BEGIN The records

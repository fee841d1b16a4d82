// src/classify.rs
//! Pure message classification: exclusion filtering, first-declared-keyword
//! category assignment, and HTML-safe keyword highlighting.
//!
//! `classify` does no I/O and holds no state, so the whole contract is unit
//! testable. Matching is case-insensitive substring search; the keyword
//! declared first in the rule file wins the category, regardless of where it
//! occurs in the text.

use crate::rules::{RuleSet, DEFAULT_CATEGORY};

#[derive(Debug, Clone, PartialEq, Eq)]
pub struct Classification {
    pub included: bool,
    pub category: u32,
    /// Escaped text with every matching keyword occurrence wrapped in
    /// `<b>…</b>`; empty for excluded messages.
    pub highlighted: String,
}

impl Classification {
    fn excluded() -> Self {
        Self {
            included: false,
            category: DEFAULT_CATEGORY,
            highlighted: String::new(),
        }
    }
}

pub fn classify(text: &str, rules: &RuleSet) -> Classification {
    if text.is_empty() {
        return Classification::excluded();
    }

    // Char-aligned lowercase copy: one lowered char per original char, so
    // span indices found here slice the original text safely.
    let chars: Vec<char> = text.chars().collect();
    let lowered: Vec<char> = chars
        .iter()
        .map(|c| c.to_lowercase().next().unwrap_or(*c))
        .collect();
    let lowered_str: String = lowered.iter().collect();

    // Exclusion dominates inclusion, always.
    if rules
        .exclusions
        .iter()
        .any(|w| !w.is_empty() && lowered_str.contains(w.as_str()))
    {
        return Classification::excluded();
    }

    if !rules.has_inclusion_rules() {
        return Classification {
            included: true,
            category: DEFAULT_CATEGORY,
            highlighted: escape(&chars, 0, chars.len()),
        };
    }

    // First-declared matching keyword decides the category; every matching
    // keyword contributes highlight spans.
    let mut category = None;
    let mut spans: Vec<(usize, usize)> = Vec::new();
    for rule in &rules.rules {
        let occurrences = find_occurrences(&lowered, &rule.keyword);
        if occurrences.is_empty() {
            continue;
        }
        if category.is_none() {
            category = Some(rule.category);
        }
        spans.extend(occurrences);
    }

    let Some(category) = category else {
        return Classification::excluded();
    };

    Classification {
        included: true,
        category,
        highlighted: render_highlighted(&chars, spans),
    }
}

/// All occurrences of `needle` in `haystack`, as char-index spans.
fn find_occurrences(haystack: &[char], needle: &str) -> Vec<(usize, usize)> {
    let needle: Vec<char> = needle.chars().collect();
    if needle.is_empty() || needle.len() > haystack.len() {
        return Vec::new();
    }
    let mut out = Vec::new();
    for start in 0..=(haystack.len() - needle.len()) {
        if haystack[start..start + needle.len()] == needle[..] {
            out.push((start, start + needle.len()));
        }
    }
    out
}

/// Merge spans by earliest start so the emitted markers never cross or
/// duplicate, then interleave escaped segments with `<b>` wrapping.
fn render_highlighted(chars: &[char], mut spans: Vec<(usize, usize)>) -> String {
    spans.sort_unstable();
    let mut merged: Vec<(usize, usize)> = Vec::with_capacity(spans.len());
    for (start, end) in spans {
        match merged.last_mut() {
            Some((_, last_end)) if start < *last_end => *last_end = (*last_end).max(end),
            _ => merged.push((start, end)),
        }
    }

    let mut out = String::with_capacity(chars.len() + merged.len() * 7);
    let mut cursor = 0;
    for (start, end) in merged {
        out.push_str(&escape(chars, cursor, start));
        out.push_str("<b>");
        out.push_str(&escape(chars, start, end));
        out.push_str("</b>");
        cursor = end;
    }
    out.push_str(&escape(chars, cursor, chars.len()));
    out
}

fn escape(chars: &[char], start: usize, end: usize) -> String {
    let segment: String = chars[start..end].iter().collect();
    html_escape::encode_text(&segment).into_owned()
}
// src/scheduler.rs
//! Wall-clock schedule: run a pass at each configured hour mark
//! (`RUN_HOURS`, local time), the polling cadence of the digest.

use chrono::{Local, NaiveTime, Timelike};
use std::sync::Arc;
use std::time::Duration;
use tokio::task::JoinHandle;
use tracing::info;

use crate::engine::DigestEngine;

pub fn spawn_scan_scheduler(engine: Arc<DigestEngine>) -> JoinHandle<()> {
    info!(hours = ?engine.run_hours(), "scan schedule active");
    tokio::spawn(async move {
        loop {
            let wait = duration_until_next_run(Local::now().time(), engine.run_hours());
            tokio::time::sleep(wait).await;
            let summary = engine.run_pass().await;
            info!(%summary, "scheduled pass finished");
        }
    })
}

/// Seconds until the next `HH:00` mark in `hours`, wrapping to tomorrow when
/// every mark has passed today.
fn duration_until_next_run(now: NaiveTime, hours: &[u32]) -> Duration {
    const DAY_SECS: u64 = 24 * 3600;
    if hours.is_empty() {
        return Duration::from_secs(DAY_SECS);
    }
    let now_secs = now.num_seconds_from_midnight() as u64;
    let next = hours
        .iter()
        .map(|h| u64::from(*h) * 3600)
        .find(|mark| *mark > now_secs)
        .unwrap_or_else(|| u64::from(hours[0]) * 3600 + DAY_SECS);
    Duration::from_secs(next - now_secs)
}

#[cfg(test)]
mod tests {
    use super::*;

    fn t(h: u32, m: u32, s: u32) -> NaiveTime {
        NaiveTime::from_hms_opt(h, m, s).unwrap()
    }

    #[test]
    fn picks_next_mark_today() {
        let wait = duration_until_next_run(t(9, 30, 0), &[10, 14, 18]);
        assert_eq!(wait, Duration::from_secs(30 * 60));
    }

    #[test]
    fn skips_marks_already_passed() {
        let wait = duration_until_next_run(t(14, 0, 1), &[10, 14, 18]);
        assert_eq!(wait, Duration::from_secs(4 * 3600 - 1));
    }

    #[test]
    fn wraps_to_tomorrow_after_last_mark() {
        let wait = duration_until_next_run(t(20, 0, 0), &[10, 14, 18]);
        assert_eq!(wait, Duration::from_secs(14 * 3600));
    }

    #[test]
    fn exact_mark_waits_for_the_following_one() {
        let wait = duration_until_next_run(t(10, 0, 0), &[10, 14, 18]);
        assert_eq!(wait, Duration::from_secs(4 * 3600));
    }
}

END The records

Task objective
Above are the records; copy exactly the lines from the line with "return Vec::new();" through the line with "let mut merged: Vec<(usize, usize)>", both included.

Task result
        return Vec::new();
    }
    let mut out = Vec::new();
    for start in 0..=(haystack.len() - needle.len()) {
        if haystack[start..start + needle.len()] == needle[..] {
            out.push((start, start + needle.len()));
        }
    }
    out
}

/// Merge spans by earliest start so the emitted markers never cross or
/// duplicate, then interleave escaped segments with `<b>` wrapping.
fn render_highlighted(chars: &[char], mut spans: Vec<(usize, usize)>) -> String {
    spans.sort_unstable();
    let mut merged: Vec<(usize, usize)> = Vec::with_capacity(spans.len());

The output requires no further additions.